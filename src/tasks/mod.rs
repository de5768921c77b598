pub mod flusher;
//! Message bus seam: the ingestor publishes vote tokens, the aggregator
//! consumes them into its tally.

pub mod amqp;
#[cfg(test)]
pub(crate) mod memory;

use async_trait::async_trait;
use log::warn;

use crate::error::Result;
use crate::shutdown::ShutdownListener;
use crate::tally::Tally;

#[async_trait]
pub trait VotePublisher: Send + Sync {
    /// Hands one vote token to the bus without waiting for a broker
    /// acknowledgement.
    async fn publish(&self, vote: &str) -> Result<()>;

    /// Flushes and releases the connection.
    async fn close(&self) -> Result<()>;
}

#[async_trait]
pub trait VoteConsumer: Send {
    /// Records every delivered vote into `tally` until `shutdown` fires or
    /// the bus goes away, then stops the subscription. Returns the number of
    /// votes recorded. Only returns once no callback is in flight.
    async fn consume(&mut self, tally: &Tally, shutdown: ShutdownListener) -> Result<u64>;
}

/// Turns a raw payload into an option token, or None if it is unusable.
pub fn decode_vote(payload: &[u8]) -> Option<&str> {
    match std::str::from_utf8(payload) {
        Ok(vote) if !vote.trim().is_empty() => Some(vote),
        Ok(_) => {
            warn!("Dropping empty vote message");
            None
        }
        Err(e) => {
            warn!("Dropping vote message that is not UTF-8: {}", e);
            None
        }
    }
}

▸ **WORK INSTRUCTIONS**
All lines above from the one holding "async fn close(&self) -> Result<()>;" to the one holding "is in flight.", inclusive, are to be copied exactly; no other line is wanted.

▸ **ANSWER**
    async fn close(&self) -> Result<()>;
}

#[async_trait]
pub trait VoteConsumer: Send {
    /// Records every delivered vote into `tally` until `shutdown` fires or
    /// the bus goes away, then stops the subscription. Returns the number of
    /// votes recorded. Only returns once no callback is in flight.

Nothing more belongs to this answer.